**Task brief:** The entire listing below is to be transcribed without a single slip.

**Material provided:**
+===+
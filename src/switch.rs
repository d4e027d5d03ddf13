use std::sync::{
    atomic::{AtomicU64, Ordering},
    Arc,
};

use tokio::task::JoinHandle;

/// Keeps at most one request alive: starting a new one aborts the previous
/// task and invalidates its [`Ticket`], so a late result can be recognised and
/// dropped even if it slipped past the abort.
#[derive(Debug, Default)]
pub struct SwitchLatest {
    latest: Arc<AtomicU64>,
    task: Option<JoinHandle<()>>,
}

#[derive(Debug, Clone)]
pub struct Ticket {
    generation: u64,
    latest: Arc<AtomicU64>,
}

impl Ticket {
    pub fn is_current(&self) -> bool {
        self.latest.load(Ordering::SeqCst) == self.generation
    }
}

impl SwitchLatest {
    pub fn new() -> Self {
        Self::default()
    }

    /// Cancel whatever is in flight and hand out the ticket for the next request.
    pub fn begin(&mut self) -> Ticket {
        if let Some(task) = self.task.take() {
            task.abort();
        }
        let generation = self.latest.fetch_add(1, Ordering::SeqCst) + 1;
        Ticket {
            generation,
            latest: Arc::clone(&self.latest),
        }
    }

    pub fn track(&mut self, task: JoinHandle<()>) {
        if let Some(old) = self.task.replace(task) {
            old.abort();
        }
    }

    /// Wait for the tracked request, if any, to finish.
    pub async fn settle(&mut self) {
        let Some(task) = self.task.take() else { return };
        if let Err(err) = task.await {
            if !err.is_cancelled() {
                tracing::error!("request task failed: {err}");
            }
        }
    }
}

#[cfg(test)]
mod tests {
    use std::time::Duration;

    use super::*;

    #[test]
    fn test_only_latest_ticket_is_current() {
        let mut switch = SwitchLatest::new();
        let first = switch.begin();
        assert!(first.is_current());

        let second = switch.begin();
        assert!(!first.is_current());
        assert!(second.is_current());
    }

    #[tokio::test]
    async fn test_begin_aborts_previous_task() {
        let mut switch = SwitchLatest::new();
        let (tx, rx) = tokio::sync::oneshot::channel::<()>();

        switch.begin();
        switch.track(tokio::spawn(async move {
            tokio::time::sleep(Duration::from_secs(30)).await;
            let _ = tx.send(());
        }));

        switch.begin();
        // the sender is dropped by the abort instead of firing
        assert!(rx.await.is_err());
        switch.settle().await;
    }

    #[tokio::test]
    async fn test_settle_waits() {
        let mut switch = SwitchLatest::new();
        let done = Arc::new(AtomicU64::new(0));
        let flag = Arc::clone(&done);

        switch.begin();
        switch.track(tokio::spawn(async move {
            tokio::time::sleep(Duration::from_millis(10)).await;
            flag.store(1, Ordering::SeqCst);
        }));
        switch.settle().await;

        assert_eq!(done.load(Ordering::SeqCst), 1);
    }
}
use actix_cors::Cors;
use actix_web::{web, App, HttpServer};
use anyhow::Context;
use dish_detail::{config::Config, data::Dish, db as db_api};

mod api;

#[tokio::main]
async fn main() -> anyhow::Result<()> {
    let config = Config::from_env()?;
    config.setup_logging()?;

    let state = api::ApiState::new(&config.database_url).await?;
    if let Some(seed) = &config.seed_file {
        let raw = std::fs::read_to_string(seed)
            .with_context(|| format!("fail to read seed file {}", seed.display()))?;
        let dishes: Vec<Dish> = serde_json::from_str(&raw)
            .with_context(|| format!("fail to parse seed file {}", seed.display()))?;
        let added = db_api::seed_dishes(state.pool(), &dishes).await?;
        tracing::info!("seeded {added} dishes from {}", seed.display());
    }

    let state = web::Data::new(state);
    let origin = config.allowed_origin.clone();
    tracing::info!("listening on {}", config.bind_addr);
    HttpServer::new(move || {
        App::new()
            .app_data(state.clone())
            .wrap(
                Cors::default()
                    .allowed_origin(&origin)
                    .allow_any_method()
                    .allow_any_header(),
            )
            .service(api::list_dish_ids)
            .service(api::list_dishes)
            .service(api::show_dish)
            .service(api::update_dish)
    })
    .bind(config.bind_addr.as_str())?
    .run()
    .await?;
    Ok(())
}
+===+
**Written response:**
filename src/switch.rs
repository d4e027d5d03ddf13
use std::sync::{
    atomic::{AtomicU64, Ordering},
    Arc,
};

use tokio::task::JoinHandle;

/// Keeps at most one request alive: starting a new one aborts the previous
/// task and invalidates its [`Ticket`], so a late result can be recognised and
/// dropped even if it slipped past the abort.
#[derive(Debug, Default)]
pub struct SwitchLatest {
    latest: Arc<AtomicU64>,
    task: Option<JoinHandle<()>>,
}

#[derive(Debug, Clone)]
pub struct Ticket {
    generation: u64,
    latest: Arc<AtomicU64>,
}

impl Ticket {
    pub fn is_current(&self) -> bool {
        self.latest.load(Ordering::SeqCst) == self.generation
    }
}

impl SwitchLatest {
    pub fn new() -> Self {
        Self::default()
    }

    /// Cancel whatever is in flight and hand out the ticket for the next request.
    pub fn begin(&mut self) -> Ticket {
        if let Some(task) = self.task.take() {
            task.abort();
        }
        let generation = self.latest.fetch_add(1, Ordering::SeqCst) + 1;
        Ticket {
            generation,
            latest: Arc::clone(&self.latest),
        }
    }

    pub fn track(&mut self, task: JoinHandle<()>) {
        if let Some(old) = self.task.replace(task) {
            old.abort();
        }
    }

    /// Wait for the tracked request, if any, to finish.
    pub async fn settle(&mut self) {
        let Some(task) = self.task.take() else { return };
        if let Err(err) = task.await {
            if !err.is_cancelled() {
                tracing::error!("request task failed: {err}");
            }
        }
    }
}

#[cfg(test)]
mod tests {
    use std::time::Duration;

    use super::*;

    #[test]
    fn test_only_latest_ticket_is_current() {
        let mut switch = SwitchLatest::new();
        let first = switch.begin();
        assert!(first.is_current());

        let second = switch.begin();
        assert!(!first.is_current());
        assert!(second.is_current());
    }

    #[tokio::test]
    async fn test_begin_aborts_previous_task() {
        let mut switch = SwitchLatest::new();
        let (tx, rx) = tokio::sync::oneshot::channel::<()>();

        switch.begin();
        switch.track(tokio::spawn(async move {
            tokio::time::sleep(Duration::from_secs(30)).await;
            let _ = tx.send(());
        }));

        switch.begin();
        // the sender is dropped by the abort instead of firing
        assert!(rx.await.is_err());
        switch.settle().await;
    }

    #[tokio::test]
    async fn test_settle_waits() {
        let mut switch = SwitchLatest::new();
        let done = Arc::new(AtomicU64::new(0));
        let flag = Arc::clone(&done);

        switch.begin();
        switch.track(tokio::spawn(async move {
            tokio::time::sleep(Duration::from_millis(10)).await;
            flag.store(1, Ordering::SeqCst);
        }));
        switch.settle().await;

        assert_eq!(done.load(Ordering::SeqCst), 1);
    }
}
use actix_cors::Cors;
use actix_web::{web, App, HttpServer};
use anyhow::Context;
use dish_detail::{config::Config, data::Dish, db as db_api};

mod api;

#[tokio::main]
async fn main() -> anyhow::Result<()> {
    let config = Config::from_env()?;
    config.setup_logging()?;

    let state = api::ApiState::new(&config.database_url).await?;
    if let Some(seed) = &config.seed_file {
        let raw = std::fs::read_to_string(seed)
            .with_context(|| format!("fail to read seed file {}", seed.display()))?;
        let dishes: Vec<Dish> = serde_json::from_str(&raw)
            .with_context(|| format!("fail to parse seed file {}", seed.display()))?;
        let added = db_api::seed_dishes(state.pool(), &dishes).await?;
        tracing::info!("seeded {added} dishes from {}", seed.display());
    }

    let state = web::Data::new(state);
    let origin = config.allowed_origin.clone();
    tracing::info!("listening on {}", config.bind_addr);
    HttpServer::new(move || {
        App::new()
            .app_data(state.clone())
            .wrap(
                Cors::default()
                    .allowed_origin(&origin)
                    .allow_any_method()
                    .allow_any_header(),
            )
            .service(api::list_dish_ids)
            .service(api::list_dishes)
            .service(api::show_dish)
            .service(api::update_dish)
    })
    .bind(config.bind_addr.as_str())?
    .run()
    .await?;
    Ok(())
}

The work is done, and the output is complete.